(Friday, Feb. 13, 2004 -- CropChoice news) -- Associated Press, 02/12/04: MEXICO CITY- Mexico has become the first country to agree to loose U.S.-backed standards for labeling genetically modified grains, Mexican activists said Wednesday, a move they say endangers native corn varieties and violates Mexican law.
Mexico signed a tripartite agreement with the United States and Canada in late October which allows corn shipments with as much as five percent genetically-modified organisms into this country with a label that say only it "may contain" GMOs.
By contrast, the latest European Union proposal would set a maximum of .3 to .7 percent of genetically-modified content for foods.
Moreover, under Mexico's agreement, GMO contamination of corn shipments that occurred "accidentally" would not trigger any labeling requirement. Any labeling required would only be seen by distributors, with no requirement that consumers be told about any GMO content.
"Many countries around the world have rejected this labeling standard," said Alejandro Calvillo, of Greenpeace Mexico. "Why has Mexico, the country where corn originated and therefore one that should be especially cautious, accepted it?"
"This is precisely the kind of weak standards that the big biotech companies have been pushing for," Calvillo told reporters.
Mexico's Agriculture Department and U.S. embassy officials were not available to comment on the alleged agreement, which has not been published or released, but which supposedly went into effect Oct. 29.
The agreement was signed without the approval of Mexico's Senate, according to Gustavo Alanis of the Mexican Center for Environmental Law, who said the country's Constitution "requires these pacts to be approved by the Senate."

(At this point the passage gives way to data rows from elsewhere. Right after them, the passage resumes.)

//! Board-layout descriptor parsing and serialization.
//!
//! A descriptor lists the eight ranks from rank 8 down to rank 1, separated
//! by `/`. Each rank is a run of piece letters (`pnbrqk`, uppercase for
//! White) and digits counting consecutive empty squares, for example
//! `rnbqkbnr/pppppppp/8/8/8/8/PPPPPPPP/RNBQKBNR`.

use crate::{Piece, Square};
use std::fmt;
use std::str::FromStr;
use thiserror::Error;

/// Errors that can occur when parsing layout descriptors and notation.
#[derive(Debug, Error, PartialEq, Eq)]
pub enum LayoutError {
    #[error("invalid layout: expected 8 ranks, got {0}")]
    RankCount(usize),

    #[error("invalid layout: unexpected character '{ch}' in rank {rank}")]
    InvalidCharacter { ch: char, rank: u8 },

    #[error("invalid layout: rank {rank} has {squares} squares, expected 8")]
    RankLength { rank: u8, squares: u32 },

    #[error("invalid side to move: expected 'w' or 'b', got '{0}'")]
    InvalidSideToMove(String),

    #[error("invalid square: {0}")]
    InvalidSquare(String),

    #[error("invalid move: {0}")]
    InvalidMove(String),
}

/// Occupancy of all 64 squares, indexed by [`Square::index`].
#[derive(Debug, Clone, PartialEq, Eq)]
pub struct Layout {
    squares: [Option<Piece>; Square::COUNT],
}

impl Layout {
    /// Placement of the standard starting position.
    pub const STARTPOS: &'static str = "rnbqkbnr/pppppppp/8/8/8/8/PPPPPPPP/RNBQKBNR";

    /// Creates a layout with every square empty.
    pub const fn empty() -> Self {
        Layout {
            squares: [None; Square::COUNT],
        }
    }

    /// Parses a placement descriptor. Every piece starts out unmoved.
    pub fn parse(descriptor: &str) -> Result<Self, LayoutError> {
        let ranks: Vec<&str> = descriptor.split('/').collect();
        if ranks.len() != 8 {
            return Err(LayoutError::RankCount(ranks.len()));
        }

        let mut layout = Layout::empty();
        for (i, text) in ranks.iter().enumerate() {
            let rank = 7 - i as u8;
            let label = rank + 1;
            let mut file = 0u32;

            for ch in text.chars() {
                if let Some(run @ 1..=8) = ch.to_digit(10) {
                    file += run;
                } else if let Some(piece) = Piece::from_char(ch) {
                    if let Some(sq) = Square::at(file as u8, rank) {
                        layout.squares[sq.index()] = Some(piece);
                    }
                    file += 1;
                } else {
                    return Err(LayoutError::InvalidCharacter { ch, rank: label });
                }
                if file > 8 {
                    return Err(LayoutError::RankLength {
                        rank: label,
                        squares: file,
                    });
                }
            }

            if file != 8 {
                return Err(LayoutError::RankLength {
                    rank: label,
                    squares: file,
                });
            }
        }

        Ok(layout)
    }

    /// Returns the occupant of a square.
    #[inline]
    pub fn get(&self, sq: Square) -> Option<Piece> {
        self.squares[sq.index()]
    }

    /// Consumes the layout, returning the raw squares.
    pub fn into_squares(self) -> [Option<Piece>; Square::COUNT] {
        self.squares
    }

    /// Builds a layout from raw squares.
    pub fn from_squares(squares: [Option<Piece>; Square::COUNT]) -> Self {
        Layout { squares }
    }
}

impl Default for Layout {
    fn default() -> Self {
        Self::empty()
    }
}

impl FromStr for Layout {
    type Err = LayoutError;

    fn from_str(s: &str) -> Result<Self, Self::Err> {
        Layout::parse(s)
    }
}

impl fmt::Display for Layout {
    /// Writes the placement descriptor, rank 8 first.
    fn fmt(&self, f: &mut fmt::Formatter<'_>) -> fmt::Result {
        for rank in (0..8u8).rev() {
            let mut empty = 0;
            for file in 0..8u8 {
                let piece = Square::at(file, rank).and_then(|sq| self.get(sq));
                match piece {
                    Some(piece) => {
                        if empty > 0 {
                            write!(f, "{}", empty)?;
                            empty = 0;
                        }
                        write!(f, "{}", piece.to_char())?;
                    }
                    None => empty += 1,
                }
            }
            if empty > 0 {
                write!(f, "{}", empty)?;
            }
            if rank > 0 {
                write!(f, "/")?;
            }
        }
        Ok(())
    }
}
//! Move representation.

use crate::{LayoutError, Piece, PieceKind, Square};
use std::fmt;
use std::str::FromStr;

/// A move from one square to another.
///
/// Special moves are not tagged: castling, en passant and promotion are
/// recognised from the position when the move is applied.
#[derive(Clone, Copy, PartialEq, Eq, Hash)]
pub struct Move {
    pub from: Square,
    pub to: Square,
}

impl Move {
    /// Creates a new move.
    #[inline]
    pub const fn new(from: Square, to: Square) -> Self {
        Move { from, to }
    }

    /// Returns the coordinate notation for this move (e.g., "e2e4").
    pub fn to_uci(self) -> String {
        format!("{}{}", self.from, self.to)
    }

    /// Parses a move from coordinate notation.
    ///
    /// A trailing `q` is accepted since promotion is always to a queen.
    pub fn from_uci(s: &str) -> Option<Self> {
        let s = s.trim();
        match s.len() {
            4 => {}
            5 if s.ends_with(['q', 'Q']) => {}
            _ => return None,
        }
        let from = Square::from_algebraic(s.get(0..2)?)?;
        let to = Square::from_algebraic(s.get(2..4)?)?;
        Some(Move::new(from, to))
    }
}

impl fmt::Debug for Move {
    fn fmt(&self, f: &mut fmt::Formatter<'_>) -> fmt::Result {
        write!(f, "Move({})", self.to_uci())
    }
}

impl fmt::Display for Move {
    fn fmt(&self, f: &mut fmt::Formatter<'_>) -> fmt::Result {
        write!(f, "{}", self.to_uci())
    }
}

impl FromStr for Move {
    type Err = LayoutError;

    fn from_str(s: &str) -> Result<Self, Self::Err> {
        Move::from_uci(s).ok_or_else(|| LayoutError::InvalidMove(s.to_string()))
    }
}

/// The most recently committed move, kept for the en passant window.
#[derive(Debug, Clone, Copy, PartialEq, Eq, Hash)]
pub struct LastMove {
    /// The piece as it stood before moving.
    pub piece: Piece,
    pub from: Square,
    pub to: Square,
}

impl LastMove {
    /// Returns true if this was a pawn advancing two ranks.
    #[inline]
    pub fn is_double_pawn_push(&self) -> bool {
        self.piece.kind == PieceKind::Pawn && self.from.rank().abs_diff(self.to.rank()) == 2
    }

    /// Returns the move without the piece.
    #[inline]
    pub const fn as_move(&self) -> Move {
        Move::new(self.from, self.to)
    }
}
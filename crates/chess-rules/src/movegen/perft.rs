//! Perft (performance test) for move generator validation.
//!
//! Perft counts the number of leaf nodes at a given depth, which can be
//! compared against known-correct values to validate the move generator.
//! Promotions are always to a queen, so counts only match the published
//! tables up to the first depth at which a pawn can promote.

use crate::{Position, RulesError};

/// Counts the number of leaf nodes at the given depth.
pub fn perft(position: &Position, depth: u32) -> Result<u64, RulesError> {
    if depth == 0 {
        return Ok(1);
    }

    let moves = position.legal_moves()?;
    if depth == 1 {
        return Ok(moves.len() as u64);
    }

    let mut nodes = 0u64;
    for m in moves {
        nodes += perft(&child(position, m.from, m.to)?, depth - 1)?;
    }
    Ok(nodes)
}

/// Perft with divide - node count below each root move, sorted by move.
pub fn perft_divide(position: &Position, depth: u32) -> Result<Vec<(String, u64)>, RulesError> {
    let mut results = Vec::new();
    for m in position.legal_moves()? {
        let nodes = if depth > 1 {
            perft(&child(position, m.from, m.to)?, depth - 1)?
        } else {
            1
        };
        results.push((m.to_uci(), nodes));
    }
    results.sort_by(|a, b| a.0.cmp(&b.0));
    Ok(results)
}

fn child(
    position: &Position,
    from: chess_core::Square,
    to: chess_core::Square,
) -> Result<Position, RulesError> {
    let piece = position
        .piece_at(from)
        .ok_or(RulesError::EmptySquare(from))?;
    let mut next = position.clone();
    next.commit(piece, from, to);
    Ok(next)
}
//! Error types for the rules engine.

use chess_core::{Color, LayoutError, Move, Square};
use thiserror::Error;

/// Errors raised by position queries and move application.
///
/// All of these point at a caller or input mistake; none are transient.
#[derive(Debug, Error, PartialEq, Eq)]
pub enum RulesError {
    #[error(transparent)]
    Layout(#[from] LayoutError),

    #[error("no piece on {0}")]
    EmptySquare(Square),

    #[error("it is {expected}'s turn, not {found}'s")]
    WrongSide { expected: Color, found: Color },

    #[error("illegal move: {0}")]
    IllegalMove(Move),

    #[error("position has no {0} king")]
    MissingKing(Color),
}

#[cfg(test)]
mod tests {
    use super::*;

    #[test]
    fn error_display() {
        let err = RulesError::EmptySquare(Square::E1);
        assert_eq!(err.to_string(), "no piece on e1");

        let err = RulesError::WrongSide {
            expected: Color::White,
            found: Color::Black,
        };
        assert_eq!(err.to_string(), "it is White's turn, not Black's");

        let err = RulesError::IllegalMove(Move::new(Square::E1, Square::E8));
        assert_eq!(err.to_string(), "illegal move: e1e8");

        let err = RulesError::MissingKing(Color::Black);
        assert_eq!(err.to_string(), "position has no Black king");
    }

    #[test]
    fn layout_errors_convert() {
        let err: RulesError = LayoutError::RankCount(2).into();
        assert_eq!(err.to_string(), LayoutError::RankCount(2).to_string());
    }
}
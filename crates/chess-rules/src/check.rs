//! Check and checkmate detection.

use chess_core::{Color, Square};
use tracing::debug;

use crate::movegen::{is_attacked_by, is_pseudo_legal};
use crate::{Position, RulesError};

impl Position {
    /// Returns true if any piece of color `by` attacks `sq`.
    #[inline]
    pub fn is_square_attacked(&self, sq: Square, by: Color) -> bool {
        is_attacked_by(self, sq, by)
    }

    /// Returns true if `color`'s king is attacked.
    ///
    /// Fails with [`RulesError::MissingKing`] if that king is not on the board.
    pub fn is_in_check(&self, color: Color) -> Result<bool, RulesError> {
        let king = self
            .king_square(color)
            .ok_or(RulesError::MissingKing(color))?;
        Ok(is_attacked_by(self, king, color.opposite()))
    }

    /// Returns true if `color` is in check and no move gets it out.
    ///
    /// Every piece of `color` is tried against every square, each candidate
    /// simulated and undone on a scratch copy.
    pub fn is_checkmate(&self, color: Color) -> Result<bool, RulesError> {
        if !self.is_in_check(color)? {
            return Ok(false);
        }

        let mut scratch = self.clone();
        let defenders: Vec<_> = self.pieces().filter(|(_, p)| p.color == color).collect();
        for (from, piece) in defenders {
            for to in Square::all() {
                if !is_pseudo_legal(&scratch, piece, from, to) {
                    continue;
                }
                let Some(undo) = scratch.simulate(from, to) else {
                    continue;
                };
                let escaped = !scratch.is_in_check(color)?;
                scratch.undo(undo);
                if escaped {
                    return Ok(false);
                }
            }
        }

        debug!(%color, "checkmate");
        Ok(true)
    }
}
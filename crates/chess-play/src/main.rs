mod config;
mod render;
mod session;

use std::io;
use std::path::PathBuf;
use std::process::ExitCode;

use chess_core::{LayoutError, Square};
use chess_rules::{material_balance, Game, Position, RulesError};
use clap::{Args, Parser, Subcommand};
use config::{Config, ConfigError};
use session::Session;
use thiserror::Error;
use tracing::{debug, error};
use tracing_subscriber::EnvFilter;

#[derive(Parser)]
#[command(name = "chess-play")]
#[command(about = "Two-player chess in the terminal")]
struct Cli {
    /// Increase log verbosity (-v debug, -vv trace)
    #[arg(short, long, action = clap::ArgAction::Count, global = true)]
    verbose: u8,

    /// Configuration file (defaults to chess.toml in . or ..)
    #[arg(long, global = true)]
    config: Option<PathBuf>,

    #[command(subcommand)]
    command: Commands,
}

#[derive(Args)]
struct Setup {
    /// Placement descriptor to start from
    #[arg(long)]
    layout: Option<String>,

    /// Side to move: w or b
    #[arg(long)]
    side: Option<String>,
}

#[derive(Subcommand)]
enum Commands {
    /// Play a game, reading moves from standard input
    Play {
        #[command(flatten)]
        setup: Setup,
    },
    /// List the legal destinations of the piece on a square
    Moves {
        /// Square of the piece (e.g. e2)
        square: String,
        #[command(flatten)]
        setup: Setup,
    },
    /// Print the material balance (positive favours White)
    Eval {
        #[command(flatten)]
        setup: Setup,
    },
    /// Validate a layout and report check and checkmate
    Check {
        #[command(flatten)]
        setup: Setup,
    },
}

#[derive(Debug, Error)]
enum CliError {
    #[error(transparent)]
    Config(#[from] ConfigError),

    #[error(transparent)]
    Layout(#[from] LayoutError),

    #[error(transparent)]
    Rules(#[from] RulesError),

    #[error("I/O error: {0}")]
    Io(#[from] io::Error),
}

fn init_logging(verbose: u8) {
    let level = match verbose {
        0 => "warn",
        1 => "debug",
        _ => "trace",
    };
    let filter = EnvFilter::try_from_default_env().unwrap_or_else(|_| EnvFilter::new(level));
    tracing_subscriber::fmt()
        .with_env_filter(filter)
        .with_writer(io::stderr)
        .init();
}

fn main() -> ExitCode {
    let cli = Cli::parse();
    init_logging(cli.verbose);

    match run(cli) {
        Ok(()) => ExitCode::SUCCESS,
        Err(e) => {
            error!(error = %e, "command failed");
            eprintln!("error: {e}");
            ExitCode::FAILURE
        }
    }
}

fn run(cli: Cli) -> Result<(), CliError> {
    let config = Config::load(cli.config.as_deref())?;
    debug!(?config, "configuration");

    match cli.command {
        Commands::Play { setup } => {
            let position = load_position(&config, &setup)?;
            let mut game = Game::from_position(position)?;
            let stdin = io::stdin();
            Session::new(&mut game, io::stdout(), config.show_hints).run(stdin.lock())?;
        }
        Commands::Moves { square, setup } => {
            let position = load_position(&config, &setup)?;
            let from: Square = square.parse()?;
            let dests = position.legal_destinations(from)?;
            println!("{}", render::board_with_marks(&position, dests));
            println!("{}", render::square_list(dests));
        }
        Commands::Eval { setup } => {
            let position = load_position(&config, &setup)?;
            println!("{}", material_balance(&position));
        }
        Commands::Check { setup } => {
            let position = load_position(&config, &setup)?;
            println!("{}", render::board(&position));
            println!("layout: {position}");
            let side = position.side_to_move();
            if position.is_checkmate(side)? {
                println!("{side} is checkmated");
            } else if position.is_in_check(side)? {
                println!("{side} is in check");
            } else {
                println!("{side} to move");
            }
        }
    }
    Ok(())
}

fn load_position(config: &Config, setup: &Setup) -> Result<Position, LayoutError> {
    config.position(setup.layout.as_deref(), setup.side.as_deref())
}
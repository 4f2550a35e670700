use crate::domain::{Chips, ParticipantId, RoundPhase};

use thiserror::Error;

/// Ошибки игрового движка.
#[derive(Debug, Error, Clone, PartialEq, Eq)]
pub enum EngineError {
    #[error("Некорректная ставка: {0:?}")]
    InvalidBetAmount(String),

    #[error("Недостаточно карт в колоде: нужно {required}, есть {available}")]
    InsufficientCards { required: usize, available: usize },

    #[error("У участника {participant_id} баланс {balance}, ставка {amount} недоступна")]
    InsufficientBalance {
        participant_id: ParticipantId,
        balance: Chips,
        amount: Chips,
    },

    #[error("Нужно минимум {min} участника, передано {actual}")]
    NotEnoughParticipants { min: usize, actual: usize },

    #[error("Стартовый баланс не может быть отрицательным: {0}")]
    InvalidStartingBalance(Chips),

    #[error("Недопустимый шаг раунда: ожидалась фаза {expected:?}, текущая {actual:?}")]
    IllegalPhase {
        expected: RoundPhase,
        actual: RoundPhase,
    },

    #[error("Переполнение счётчика фишек: {0}")]
    ChipOverflow(&'static str),

    #[error("Внутренняя ошибка: {0}")]
    Internal(&'static str),
}
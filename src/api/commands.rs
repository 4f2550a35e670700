use serde::{Deserialize, Serialize};

use crate::domain::game::{GameConfig, GameState};
use crate::engine::{new_game, parse_bet_amount, play_round, RandomSource};
use crate::infra::mapping::{map_game_to_dto, map_outcome_to_dto};

use super::dto::CommandResponse;
use super::errors::ApiError;

/// Команда верхнего уровня от UI.
#[derive(Clone, Debug, Serialize, Deserialize)]
pub enum Command {
    /// Начать новую игру (экран открыт).
    NewGame(NewGameCommand),

    /// Нажата кнопка "сделать ставку и сыграть".
    PlayRound(PlayRoundCommand),
}

/// Создание игры.
#[derive(Clone, Debug, Serialize, Deserialize)]
pub struct NewGameCommand {
    /// Пусто — взять стандартный состав для варианта.
    #[serde(default)]
    pub participant_names: Vec<String>,
    pub config: GameConfig,
}

/// Раунд со ставкой из текстового поля.
#[derive(Clone, Debug, Serialize, Deserialize)]
pub struct PlayRoundCommand {
    /// Сырой текст из поля ввода, разбирается здесь.
    pub bet_amount: String,
}

/// Разобрать команду из JSON, который присылает UI.
pub fn parse_command(json: &str) -> Result<Command, ApiError> {
    serde_json::from_str(json).map_err(|e| ApiError::BadRequest(e.to_string()))
}

/// Выполнить команду.
///
/// Состояние игры принадлежит вызывающему: команда получает текущий
/// снимок (если он есть) и возвращает новый. При ошибке вызывающий
/// оставляет прежний снимок.
pub fn execute<R: RandomSource>(
    current: Option<&GameState>,
    command: Command,
    rng: &mut R,
) -> Result<(GameState, CommandResponse), ApiError> {
    match command {
        Command::NewGame(cmd) => {
            let names = if cmd.participant_names.is_empty() {
                cmd.config.default_names()
            } else {
                cmd.participant_names
            };
            let state = new_game(names, cmd.config)?;
            let view = map_game_to_dto(&state);
            Ok((state, CommandResponse::GameCreated(view)))
        }

        Command::PlayRound(cmd) => {
            let state = current.ok_or(ApiError::NoActiveGame)?;
            let bet = parse_bet_amount(&cmd.bet_amount)?;
            let (next, outcome) = play_round(state, bet, rng)?;
            let response = CommandResponse::RoundPlayed {
                outcome: map_outcome_to_dto(&outcome),
                game: map_game_to_dto(&next),
            };
            Ok((next, response))
        }
    }
}
//! Инфраструктурный слой вокруг движка:
//! - генерация ID;
//! - RNG-реализации для движка;
//! - загрузка конфига;
//! - маппинги domain -> API (в т.ч. карта -> имя картинки).

pub mod config;
pub mod ids;
pub mod mapping;
pub mod rng;

pub use config::*;
pub use ids::*;
pub use mapping::*;
pub use rng::*;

Mexican farmers and activists fear that imported GMO corn, normally imported as feed for cattle, is being planted as crops by some people in Mexico and could contaminate or displace native corn varieties.
Corn was first domesticated in Mexico some 4,000 to 5,000 years ago, and many of its ancestors plants and noncommercial varieties still survive here, providing a valuable gene pool.
U.S. officials say there is no evidence of such contamination, and that strict labeling standards are unnecessary.
Greenpeace activist Liza Covantes said Mexico signed the agreement in order to curry favor with the administration of U.S. President George W. Bush, and to sabotage ongoing multilateral talks on a stricter biosafety treaty.
She said the United States wants to sign as many bilateral GMO accords as possible before labeling standards are decided under the biosafety treaty adopted in Cartagena, Colombia in January 2000.
The agreement was also signed before the NAFTA Commission on Environmental Cooperation completed its report on possible contamination of native corn varieties by altered genes. A draft of that report is to be made public in March.
"This agreement was aimed at showing obedience to the Bush administration," Covantes said.